Requirement:
Check every line of the data for the string "false" and copy the ones that have it.

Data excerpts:
=== Section Start ===
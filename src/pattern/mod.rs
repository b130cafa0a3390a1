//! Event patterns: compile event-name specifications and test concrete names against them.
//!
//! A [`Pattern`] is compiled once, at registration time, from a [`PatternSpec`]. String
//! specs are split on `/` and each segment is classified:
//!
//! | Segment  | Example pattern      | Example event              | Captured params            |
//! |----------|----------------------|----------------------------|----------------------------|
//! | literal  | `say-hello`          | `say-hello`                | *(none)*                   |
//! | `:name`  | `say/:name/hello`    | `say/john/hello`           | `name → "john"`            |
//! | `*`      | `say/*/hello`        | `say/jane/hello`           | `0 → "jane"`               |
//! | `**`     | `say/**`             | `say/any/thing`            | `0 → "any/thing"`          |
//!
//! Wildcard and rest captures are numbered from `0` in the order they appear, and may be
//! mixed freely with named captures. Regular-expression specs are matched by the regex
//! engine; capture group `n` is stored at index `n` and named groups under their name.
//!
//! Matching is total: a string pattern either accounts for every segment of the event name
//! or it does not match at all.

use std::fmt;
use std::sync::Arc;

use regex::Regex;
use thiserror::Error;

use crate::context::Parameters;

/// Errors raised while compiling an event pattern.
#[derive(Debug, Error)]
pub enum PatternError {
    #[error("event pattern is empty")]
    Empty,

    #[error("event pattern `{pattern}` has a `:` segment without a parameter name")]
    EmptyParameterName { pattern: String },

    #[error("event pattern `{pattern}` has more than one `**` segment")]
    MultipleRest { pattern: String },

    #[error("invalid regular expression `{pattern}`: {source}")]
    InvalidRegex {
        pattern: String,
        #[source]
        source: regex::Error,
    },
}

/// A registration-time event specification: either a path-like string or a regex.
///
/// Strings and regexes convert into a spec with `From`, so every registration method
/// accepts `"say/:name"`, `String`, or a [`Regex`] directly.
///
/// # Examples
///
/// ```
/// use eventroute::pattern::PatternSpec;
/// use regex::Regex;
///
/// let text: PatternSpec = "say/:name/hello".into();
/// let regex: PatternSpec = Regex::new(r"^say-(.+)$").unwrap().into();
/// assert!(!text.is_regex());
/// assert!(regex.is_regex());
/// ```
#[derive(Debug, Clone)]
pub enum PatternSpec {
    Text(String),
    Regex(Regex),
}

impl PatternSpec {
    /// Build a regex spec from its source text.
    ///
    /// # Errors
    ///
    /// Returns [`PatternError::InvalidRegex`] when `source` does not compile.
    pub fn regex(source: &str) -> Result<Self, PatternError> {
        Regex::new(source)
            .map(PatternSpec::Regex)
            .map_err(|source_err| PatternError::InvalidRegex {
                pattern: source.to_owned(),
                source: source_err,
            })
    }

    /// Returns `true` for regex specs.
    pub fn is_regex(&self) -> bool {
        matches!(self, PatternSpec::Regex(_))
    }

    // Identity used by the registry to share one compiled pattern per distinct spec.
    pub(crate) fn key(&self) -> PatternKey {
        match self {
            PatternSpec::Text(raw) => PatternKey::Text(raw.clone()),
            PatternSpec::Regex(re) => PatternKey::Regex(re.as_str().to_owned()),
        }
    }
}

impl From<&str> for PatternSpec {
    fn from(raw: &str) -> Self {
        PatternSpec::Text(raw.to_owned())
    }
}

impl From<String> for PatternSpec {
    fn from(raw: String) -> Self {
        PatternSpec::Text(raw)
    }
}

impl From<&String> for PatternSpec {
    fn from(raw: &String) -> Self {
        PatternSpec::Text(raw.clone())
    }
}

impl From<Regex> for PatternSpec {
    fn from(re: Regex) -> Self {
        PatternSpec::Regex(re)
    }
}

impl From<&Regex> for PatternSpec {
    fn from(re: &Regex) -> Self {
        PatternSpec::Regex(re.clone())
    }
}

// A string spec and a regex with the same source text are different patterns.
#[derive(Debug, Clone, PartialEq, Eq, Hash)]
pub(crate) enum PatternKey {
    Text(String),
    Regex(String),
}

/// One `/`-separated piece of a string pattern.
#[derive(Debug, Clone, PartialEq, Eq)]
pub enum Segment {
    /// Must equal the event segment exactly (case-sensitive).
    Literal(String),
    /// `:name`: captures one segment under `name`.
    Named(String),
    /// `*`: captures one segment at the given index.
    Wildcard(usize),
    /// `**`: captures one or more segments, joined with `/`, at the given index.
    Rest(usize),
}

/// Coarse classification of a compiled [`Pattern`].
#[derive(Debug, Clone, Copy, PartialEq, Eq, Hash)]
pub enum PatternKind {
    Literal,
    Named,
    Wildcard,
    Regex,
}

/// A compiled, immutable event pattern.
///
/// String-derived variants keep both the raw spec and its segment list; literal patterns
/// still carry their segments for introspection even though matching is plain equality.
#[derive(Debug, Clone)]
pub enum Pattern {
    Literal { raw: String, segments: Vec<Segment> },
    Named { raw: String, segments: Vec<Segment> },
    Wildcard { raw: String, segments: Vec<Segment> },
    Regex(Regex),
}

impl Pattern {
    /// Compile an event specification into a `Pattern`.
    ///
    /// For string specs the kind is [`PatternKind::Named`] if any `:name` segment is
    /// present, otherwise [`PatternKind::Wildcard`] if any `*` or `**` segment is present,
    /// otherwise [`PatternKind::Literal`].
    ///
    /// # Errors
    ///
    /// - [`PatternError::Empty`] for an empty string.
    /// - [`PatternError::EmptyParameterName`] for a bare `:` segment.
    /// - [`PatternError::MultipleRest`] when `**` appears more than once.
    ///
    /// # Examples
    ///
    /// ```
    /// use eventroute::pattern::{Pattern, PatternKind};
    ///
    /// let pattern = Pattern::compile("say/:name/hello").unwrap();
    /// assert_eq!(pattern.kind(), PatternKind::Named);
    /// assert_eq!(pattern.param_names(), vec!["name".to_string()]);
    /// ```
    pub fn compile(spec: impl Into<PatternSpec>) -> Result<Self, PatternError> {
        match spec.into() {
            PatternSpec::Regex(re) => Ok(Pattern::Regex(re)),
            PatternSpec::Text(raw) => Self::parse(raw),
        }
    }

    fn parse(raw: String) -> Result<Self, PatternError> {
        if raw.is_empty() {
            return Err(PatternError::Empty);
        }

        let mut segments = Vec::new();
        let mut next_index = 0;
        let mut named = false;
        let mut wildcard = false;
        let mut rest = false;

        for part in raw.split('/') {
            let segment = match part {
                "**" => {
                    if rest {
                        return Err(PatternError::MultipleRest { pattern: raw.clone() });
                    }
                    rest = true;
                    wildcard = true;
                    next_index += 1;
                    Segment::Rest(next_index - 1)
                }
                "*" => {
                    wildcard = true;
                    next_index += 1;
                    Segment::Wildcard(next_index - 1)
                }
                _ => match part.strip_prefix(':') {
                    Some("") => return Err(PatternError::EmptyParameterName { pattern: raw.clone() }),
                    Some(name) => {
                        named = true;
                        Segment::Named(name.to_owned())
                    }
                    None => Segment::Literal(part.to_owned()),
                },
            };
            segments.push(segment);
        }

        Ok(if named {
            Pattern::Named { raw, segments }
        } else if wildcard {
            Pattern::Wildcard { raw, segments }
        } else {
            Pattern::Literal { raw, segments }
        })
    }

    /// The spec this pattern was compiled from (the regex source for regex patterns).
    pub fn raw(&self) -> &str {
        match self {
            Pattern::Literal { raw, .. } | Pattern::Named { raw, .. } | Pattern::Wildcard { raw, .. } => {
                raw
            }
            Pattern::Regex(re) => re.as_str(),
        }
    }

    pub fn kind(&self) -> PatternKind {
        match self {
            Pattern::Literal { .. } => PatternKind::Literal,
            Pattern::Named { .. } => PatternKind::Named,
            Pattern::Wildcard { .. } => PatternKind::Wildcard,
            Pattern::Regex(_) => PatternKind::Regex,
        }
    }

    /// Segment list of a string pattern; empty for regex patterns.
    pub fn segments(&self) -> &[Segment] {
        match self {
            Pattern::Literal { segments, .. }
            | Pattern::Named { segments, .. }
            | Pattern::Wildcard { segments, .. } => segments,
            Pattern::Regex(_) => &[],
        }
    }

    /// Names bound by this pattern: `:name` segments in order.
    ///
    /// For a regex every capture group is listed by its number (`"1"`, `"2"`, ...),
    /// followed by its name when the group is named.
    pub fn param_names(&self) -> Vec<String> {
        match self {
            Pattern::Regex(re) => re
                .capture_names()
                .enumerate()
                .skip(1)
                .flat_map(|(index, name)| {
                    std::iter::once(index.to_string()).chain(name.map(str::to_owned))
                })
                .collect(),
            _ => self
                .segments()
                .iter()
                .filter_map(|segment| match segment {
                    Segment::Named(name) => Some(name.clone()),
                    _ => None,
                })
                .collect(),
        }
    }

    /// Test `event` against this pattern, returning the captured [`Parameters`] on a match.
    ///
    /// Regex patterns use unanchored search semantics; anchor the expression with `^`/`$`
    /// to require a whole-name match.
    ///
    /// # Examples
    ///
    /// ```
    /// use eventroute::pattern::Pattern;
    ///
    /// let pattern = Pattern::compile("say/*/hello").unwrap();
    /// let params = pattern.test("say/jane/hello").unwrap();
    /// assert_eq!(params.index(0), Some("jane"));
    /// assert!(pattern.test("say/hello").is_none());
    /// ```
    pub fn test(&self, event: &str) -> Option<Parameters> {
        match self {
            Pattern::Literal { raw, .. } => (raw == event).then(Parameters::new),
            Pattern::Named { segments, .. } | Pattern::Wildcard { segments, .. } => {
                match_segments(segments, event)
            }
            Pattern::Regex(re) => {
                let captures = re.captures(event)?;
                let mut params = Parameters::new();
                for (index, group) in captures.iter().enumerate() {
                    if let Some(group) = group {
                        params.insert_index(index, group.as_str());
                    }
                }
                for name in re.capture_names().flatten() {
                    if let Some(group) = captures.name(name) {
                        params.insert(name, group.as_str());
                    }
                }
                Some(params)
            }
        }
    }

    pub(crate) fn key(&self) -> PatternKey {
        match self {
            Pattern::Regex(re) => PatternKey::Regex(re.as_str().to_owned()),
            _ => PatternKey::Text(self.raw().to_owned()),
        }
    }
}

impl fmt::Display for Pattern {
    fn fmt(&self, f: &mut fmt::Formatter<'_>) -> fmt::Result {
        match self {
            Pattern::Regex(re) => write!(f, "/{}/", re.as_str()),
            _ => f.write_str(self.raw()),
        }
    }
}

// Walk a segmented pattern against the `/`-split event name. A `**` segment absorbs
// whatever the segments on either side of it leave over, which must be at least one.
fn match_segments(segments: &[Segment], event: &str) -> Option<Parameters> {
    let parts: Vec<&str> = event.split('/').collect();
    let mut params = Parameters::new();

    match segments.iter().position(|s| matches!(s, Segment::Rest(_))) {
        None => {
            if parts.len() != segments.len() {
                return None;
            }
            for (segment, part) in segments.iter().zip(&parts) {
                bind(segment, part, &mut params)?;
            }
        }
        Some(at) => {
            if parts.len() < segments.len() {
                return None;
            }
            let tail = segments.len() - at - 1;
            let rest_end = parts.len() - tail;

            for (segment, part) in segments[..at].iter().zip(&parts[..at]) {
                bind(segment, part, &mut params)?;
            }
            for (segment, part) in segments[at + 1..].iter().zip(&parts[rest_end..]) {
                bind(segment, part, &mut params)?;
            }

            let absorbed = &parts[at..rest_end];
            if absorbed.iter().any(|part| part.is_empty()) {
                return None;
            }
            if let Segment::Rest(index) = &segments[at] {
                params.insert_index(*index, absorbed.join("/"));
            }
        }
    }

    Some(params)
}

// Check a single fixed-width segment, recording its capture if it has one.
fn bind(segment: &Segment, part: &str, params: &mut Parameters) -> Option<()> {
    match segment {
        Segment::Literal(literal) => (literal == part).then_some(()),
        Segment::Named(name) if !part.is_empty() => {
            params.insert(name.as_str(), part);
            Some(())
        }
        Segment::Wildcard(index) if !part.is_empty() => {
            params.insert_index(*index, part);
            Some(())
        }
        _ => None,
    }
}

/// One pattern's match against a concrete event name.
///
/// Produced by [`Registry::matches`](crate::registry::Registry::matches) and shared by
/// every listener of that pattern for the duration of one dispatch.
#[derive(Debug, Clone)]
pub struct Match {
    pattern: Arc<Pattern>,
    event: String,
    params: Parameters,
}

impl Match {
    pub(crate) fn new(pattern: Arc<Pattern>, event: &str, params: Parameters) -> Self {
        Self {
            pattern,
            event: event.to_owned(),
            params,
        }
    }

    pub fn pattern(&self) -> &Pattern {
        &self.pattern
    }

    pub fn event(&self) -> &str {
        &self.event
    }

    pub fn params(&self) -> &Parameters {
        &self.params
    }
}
=== Section End ===
Your solution:
        let mut named = false;
        let mut wildcard = false;
        let mut rest = false;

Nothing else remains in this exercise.